Indigenous Peoples and Human Rights

April 6, 2016

Louise Benally: Big Mountain Terrorized as Peabody Coal Goes Bankrupt



Benally Cattle Seized at Big Mountain
US holds Dineh hostage with huge fees to release cattle


By Louise Benally
Dineh, Big Mountain
Censored News
April 6, 2016

We are asking you to take action. Big Mountain is under siege again because Peabody Coal is losing its income from coal mining, so it is pressuring the tribal government to attack its own people. We've been opposed to the mining since 1974 when PL 93-531 was passed.  Now with the coal companies collapsing they are trying to take the only resource we have, which is our animals to eat and sell. 

They are stealing our livelihood away and holding them in pens and charging us a lot of money and refusing to bring them back to people's homes. When the animals are taken away, people can't return to their homes.  

They are holding the animals as ransom, but we don't have money because we don't have a cash economy. There is no work except for the coal mine. We need human rights and justice for the environment. This is a fight for human rights -- Animals are food. When they take our food what choice to we have? We are calling out to the world to help us apply public pressure. Demand animals be returned to owners and that the owners are allowed to decide how to manage the land and animals.

Call the Department of the Interior, the Department of Justice, and the Navajo Nation. The Navajo Nation refuses to help the people who are resisting relocation openly. No one is backing us up because we are resisters. This has always been stacked against us.

They are harassing and terrorizing people and when they take their animals away they can never come back to the land. They tell us we are illegally living here. We are illegal aliens basically. But I am older than PL 93-531. I was born in 1960 and that law didn't come along until 1974. That's why I don't recognize it.  I was here before."—Louise Benally, LouiseBenally6@gmail.com

Numbers to Call:
BIA superintendent Wendel  Honanie at( 928-738-2228),
Hopi Rangers Clayton Honyumptewa at (928-734-3601),
Navajo Nation President Russell Begaye: (928) 871-6352/6353
Department of Interior at  (602-379-6600)

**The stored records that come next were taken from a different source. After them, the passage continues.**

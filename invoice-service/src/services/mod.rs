//! Services for invoice-service.

pub mod database;
pub mod metrics;
pub mod settlement;

pub use database::Database;
//! Import resolution for schema documents

use biolink_toolkit_core::{
    error::{Result, ToolkitError},
    types::SchemaDefinition,
};
use parking_lot::RwLock;
use std::collections::{HashMap, HashSet};
use std::path::{Path, PathBuf};
use std::sync::Arc;

use super::Parser;

const DEFAULT_MAX_DEPTH: usize = 10;

/// Import resolver for handling schema imports
#[derive(Debug, Clone)]
pub struct ImportResolver {
    /// Cache of parsed imports, keyed by file path
    cache: Arc<RwLock<HashMap<PathBuf, SchemaDefinition>>>,
    /// Search paths for imports
    search_paths: Vec<PathBuf>,
    /// Maximum import depth to prevent infinite recursion
    max_depth: usize,
}

impl Default for ImportResolver {
    fn default() -> Self {
        Self::new()
    }
}

impl ImportResolver {
    /// Create a new import resolver searching the working directory
    #[must_use]
    pub fn new() -> Self {
        Self::with_search_paths(vec![PathBuf::from(".")])
    }

    /// Create with specific search paths
    #[must_use]
    pub fn with_search_paths(search_paths: Vec<PathBuf>) -> Self {
        Self {
            cache: Arc::new(RwLock::new(HashMap::new())),
            search_paths,
            max_depth: DEFAULT_MAX_DEPTH,
        }
    }

    /// Add a search path, keeping earlier paths first
    pub fn add_search_path(&mut self, path: impl Into<PathBuf>) {
        let path = path.into();
        if !self.search_paths.contains(&path) {
            self.search_paths.push(path);
        }
    }

    /// Limit how deep imports may nest
    #[must_use]
    pub const fn with_max_depth(mut self, max_depth: usize) -> Self {
        self.max_depth = max_depth;
        self
    }

    /// Resolve all imports in a schema, returning a merged schema
    ///
    /// Imported elements keep their own `from_schema`, or receive the id of
    /// the schema that defined them. Every schema is merged at most once; an
    /// import that leads back to an already merged schema, the root
    /// included, is skipped.
    ///
    /// # Errors
    ///
    /// Returns a `ToolkitError` if:
    /// - An import cannot be found or parsed
    /// - Maximum import depth is exceeded
    /// - An imported element is already defined
    pub fn resolve_imports(&self, schema: &SchemaDefinition) -> Result<SchemaDefinition> {
        let mut merged = schema.clone();
        let mut visited: HashSet<String> = [&schema.name, &schema.id]
            .into_iter()
            .filter(|key| !key.is_empty())
            .cloned()
            .collect();
        self.resolve_recursive(&mut merged, &schema.imports, None, &mut visited, 0)?;
        Ok(merged)
    }

    fn resolve_recursive(
        &self,
        target: &mut SchemaDefinition,
        imports: &[String],
        importer_dir: Option<&Path>,
        visited: &mut HashSet<String>,
        depth: usize,
    ) -> Result<()> {
        if imports.is_empty() {
            return Ok(());
        }
        if depth > self.max_depth {
            return Err(ToolkitError::import(
                "imports",
                format!("Maximum import depth ({}) exceeded", self.max_depth),
            ));
        }

        for import in imports {
            if !visited.insert(import.clone()) {
                continue;
            }

            let (path, imported) = self.load_import(import, importer_dir)?;
            if !imported.id.is_empty() && !visited.insert(imported.id.clone()) {
                tracing::debug!(import = %import, id = %imported.id, "schema already merged");
                continue;
            }
            tracing::debug!(import = %import, id = %imported.id, "merging imported schema");

            Self::merge_schema(target, &imported)?;
            self.resolve_recursive(target, &imported.imports, path.parent(), visited, depth + 1)?;
        }

        Ok(())
    }

    fn load_import(
        &self,
        import: &str,
        importer_dir: Option<&Path>,
    ) -> Result<(PathBuf, SchemaDefinition)> {
        let path = self.find_import_file(import, importer_dir)?;
        if let Some(schema) = self.cache.read().get(&path) {
            return Ok((path, schema.clone()));
        }

        let schema = Parser::new().parse_file(&path)?;
        self.cache.write().insert(path.clone(), schema.clone());
        Ok((path, schema))
    }

    /// Find the file for an import; `prefix:name` imports use the local part
    ///
    /// The importing file's directory is searched before the configured
    /// search paths.
    fn find_import_file(&self, import: &str, importer_dir: Option<&Path>) -> Result<PathBuf> {
        let local = import.rsplit_once(':').map_or(import, |(_, local)| local);
        let extensions = ["yaml", "yml", "json"];

        let search_paths = importer_dir
            .into_iter()
            .chain(self.search_paths.iter().map(PathBuf::as_path));

        for search_path in search_paths {
            for ext in &extensions {
                let path = search_path.join(format!("{local}.{ext}"));
                if path.exists() {
                    return Ok(path);
                }
            }

            let path = search_path.join(local);
            if Path::new(local).extension().is_some() && path.exists() {
                return Ok(path);
            }
        }

        Err(ToolkitError::import(
            import,
            format!(
                "Import file not found in search paths: {:?}",
                self.search_paths
            ),
        ))
    }

    /// Merge an imported schema into the current schema
    fn merge_schema(target: &mut SchemaDefinition, source: &SchemaDefinition) -> Result<()> {
        let origin = (!source.id.is_empty()).then(|| source.id.clone());

        for (prefix, expansion) in &source.prefixes {
            target
                .prefixes
                .entry(prefix.clone())
                .or_insert_with(|| expansion.clone());
        }

        if target.default_range.is_none() {
            target.default_range.clone_from(&source.default_range);
        }

        for (name, class) in &source.classes {
            if target.classes.contains_key(name) {
                return Err(duplicate(target, "Class", name));
            }
            let mut class = class.clone();
            if class.from_schema.is_none() {
                class.from_schema.clone_from(&origin);
            }
            target.classes.insert(name.clone(), class);
        }

        for (name, slot) in &source.slots {
            if target.slots.contains_key(name) {
                return Err(duplicate(target, "Slot", name));
            }
            let mut slot = slot.clone();
            if slot.from_schema.is_none() {
                slot.from_schema.clone_from(&origin);
            }
            target.slots.insert(name.clone(), slot);
        }

        for (name, type_def) in &source.types {
            if target.types.contains_key(name) {
                return Err(duplicate(target, "Type", name));
            }
            let mut type_def = type_def.clone();
            if type_def.from_schema.is_none() {
                type_def.from_schema.clone_from(&origin);
            }
            target.types.insert(name.clone(), type_def);
        }

        for (name, enum_def) in &source.enums {
            if target.enums.contains_key(name) {
                return Err(duplicate(target, "Enum", name));
            }
            let mut enum_def = enum_def.clone();
            if enum_def.from_schema.is_none() {
                enum_def.from_schema.clone_from(&origin);
            }
            target.enums.insert(name.clone(), enum_def);
        }

        Ok(())
    }
}

fn duplicate(target: &SchemaDefinition, kind: &str, name: &str) -> ToolkitError {
    ToolkitError::import(&target.name, format!("{kind} '{name}' already defined"))
}
//! Ancestor and descendant closure over the is-a/mixin DAG
//!
//! Ancestor lists are computed for every element while the index is built.
//! Descendant lists are computed on first request and memoized; two readers
//! racing on the same element may both compute it, and the first published
//! list wins.

use dashmap::DashMap;
use rayon::prelude::*;
use std::collections::{HashSet, VecDeque};
use std::sync::Arc;

use super::graph::{ElementId, SchemaGraph};

/// Closure engine over one schema graph
#[derive(Debug)]
pub struct ClosureEngine {
    ancestors: Vec<Arc<[ElementId]>>,
    descendants: DashMap<ElementId, Arc<[ElementId]>>,
}

impl ClosureEngine {
    /// Compute ancestor lists for every element in parallel
    #[must_use]
    pub fn build(graph: &SchemaGraph) -> Self {
        let ancestors: Vec<Arc<[ElementId]>> = graph
            .ids()
            .collect::<Vec<_>>()
            .into_par_iter()
            .map(|id| -> Arc<[ElementId]> {
                Arc::from(breadth_first(id, |node| graph.parents(node)))
            })
            .collect();

        Self {
            ancestors,
            descendants: DashMap::new(),
        }
    }

    /// Fill the descendant memo for every element
    pub fn precompute_descendants(&self, graph: &SchemaGraph) {
        graph
            .ids()
            .collect::<Vec<_>>()
            .into_par_iter()
            .for_each(|id| {
                self.descendants_of(graph, id);
            });
    }

    /// Proper ancestors in breadth-first order, nearest first
    #[must_use]
    pub fn ancestors_of(&self, id: ElementId) -> Arc<[ElementId]> {
        Arc::clone(&self.ancestors[id.index()])
    }

    /// Proper descendants in breadth-first order, nearest first
    pub fn descendants_of(&self, graph: &SchemaGraph, id: ElementId) -> Arc<[ElementId]> {
        if let Some(cached) = self.descendants.get(&id) {
            return Arc::clone(cached.value());
        }

        let computed: Arc<[ElementId]> = Arc::from(breadth_first(id, |node| graph.children(node)));
        Arc::clone(self.descendants.entry(id).or_insert(computed).value())
    }

    /// Ancestors, with the element itself first when `reflexive`
    #[must_use]
    pub fn ancestors(&self, id: ElementId, reflexive: bool) -> Vec<ElementId> {
        with_self(id, &self.ancestors_of(id), reflexive)
    }

    /// Descendants, with the element itself first when `reflexive`
    pub fn descendants(&self, graph: &SchemaGraph, id: ElementId, reflexive: bool) -> Vec<ElementId> {
        with_self(id, &self.descendants_of(graph, id), reflexive)
    }

    /// Whether `id` is `ancestor` or descends from it
    #[must_use]
    pub fn descends_from(&self, id: ElementId, ancestor: ElementId) -> bool {
        id == ancestor || self.ancestors[id.index()].contains(&ancestor)
    }

    /// Number of memoized descendant lists
    #[must_use]
    pub fn memoized(&self) -> usize {
        self.descendants.len()
    }
}

fn with_self(id: ElementId, closure: &[ElementId], reflexive: bool) -> Vec<ElementId> {
    let mut out = Vec::with_capacity(closure.len() + usize::from(reflexive));
    if reflexive {
        out.push(id);
    }
    out.extend_from_slice(closure);
    out
}

/// Breadth-first walk from `start`, excluding it; each node is visited once
fn breadth_first<'g, F>(start: ElementId, next: F) -> Vec<ElementId>
where
    F: Fn(ElementId) -> &'g [ElementId],
{
    let mut visited = HashSet::from([start]);
    let mut queue = VecDeque::from([start]);
    let mut order = Vec::new();

    while let Some(node) = queue.pop_front() {
        for &neighbour in next(node) {
            if visited.insert(neighbour) {
                order.push(neighbour);
                queue.push_back(neighbour);
            }
        }
    }

    order
}
//! Schema provider: parsing schema documents from YAML and JSON
//!
//! The index consumes a fully merged [`SchemaDefinition`]; this module is
//! the thin provider that produces one from files on disk.

use biolink_toolkit_core::{
    error::{Result, ToolkitError},
    types::SchemaDefinition,
};
use std::path::Path;

pub mod import_resolver;
pub mod json_parser;
pub mod schema_loader;
pub mod yaml_parser;

pub use import_resolver::ImportResolver;
pub use json_parser::JsonParser;
pub use schema_loader::SchemaLoader;
pub use yaml_parser::YamlParser;

/// Trait for schema parsers
pub trait SchemaParser: Send + Sync {
    /// Parse schema from string content
    ///
    /// # Errors
    ///
    /// Returns a `ToolkitError` if parsing fails
    fn parse_str(&self, content: &str) -> Result<SchemaDefinition>;

    /// Parse schema from file
    ///
    /// # Errors
    ///
    /// Returns a `ToolkitError` if:
    /// - File cannot be read
    /// - Parsing fails
    fn parse_file(&self, path: &Path) -> Result<SchemaDefinition> {
        let content = std::fs::read_to_string(path)?;

        self.parse_str(&content).map_err(|e| match e {
            ToolkitError::ParseError { message, location } => ToolkitError::ParseError {
                message: format!("{message} in file {}", path.display()),
                location,
            },
            other => other,
        })
    }
}

/// Main parser that delegates to format-specific parsers
#[derive(Default)]
pub struct Parser {
    yaml: YamlParser,
    json: JsonParser,
}

impl Parser {
    /// Create a new parser
    #[must_use]
    pub const fn new() -> Self {
        Self {
            yaml: YamlParser::new(),
            json: JsonParser::new(),
        }
    }

    /// Parse schema from file, detecting format from extension
    ///
    /// # Errors
    ///
    /// Returns a `ToolkitError` if:
    /// - File has no extension
    /// - File format is not supported
    /// - Parsing fails
    pub fn parse_file(&self, path: &Path) -> Result<SchemaDefinition> {
        let extension = format_of(path)?;
        match extension {
            "yaml" | "yml" => self.yaml.parse_file(path),
            "json" => self.json.parse_file(path),
            _ => Err(ToolkitError::parse(format!(
                "Unsupported file format: {extension}"
            ))),
        }
    }

    /// Parse schema from string with specified format
    ///
    /// # Errors
    ///
    /// Returns a `ToolkitError` if:
    /// - Format is not supported
    /// - Parsing fails
    pub fn parse_str(&self, content: &str, format: &str) -> Result<SchemaDefinition> {
        match format {
            "yaml" | "yml" => self.yaml.parse_str(content),
            "json" => self.json.parse_str(content),
            _ => Err(ToolkitError::parse(format!("Unsupported format: {format}"))),
        }
    }
}

/// Format name taken from a file extension
pub(crate) fn format_of(path: &Path) -> Result<&str> {
    path.extension()
        .and_then(|s| s.to_str())
        .ok_or_else(|| ToolkitError::parse(format!("No file extension found: {}", path.display())))
}

#[cfg(test)]
mod tests {
    use super::*;

    #[test]
    fn test_dispatch_by_format() -> anyhow::Result<()> {
        let parser = Parser::new();
        let from_yaml = parser.parse_str("id: x\nname: test\n", "yml")?;
        let from_json = parser.parse_str(r#"{"id": "x", "name": "test"}"#, "json")?;
        assert_eq!(from_yaml, from_json);

        let err = parser.parse_str("", "ttl").unwrap_err();
        assert!(err.to_string().contains("Unsupported format: ttl"));
        Ok(())
    }

    #[test]
    fn test_missing_extension() {
        let err = Parser::new().parse_file(Path::new("schema")).unwrap_err();
        assert!(matches!(err, ToolkitError::ParseError { .. }));
    }
}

Copyright Louise Benally, Censored News

2 comments:

Anonymous said...

ALWAYS SOME KIND OF 'SCREW U NATIVE' ISNT IT?? NO TREATYS-LAWS-PROMISES KEPT!!!
I AM - DEBORAH OTT-GUTHRIE!!

Ldf said...

Exactly Deborah! All we can do is to keep educating our children so they might take an interest in American politics. Then maybe the indigenous people can make some serious changes.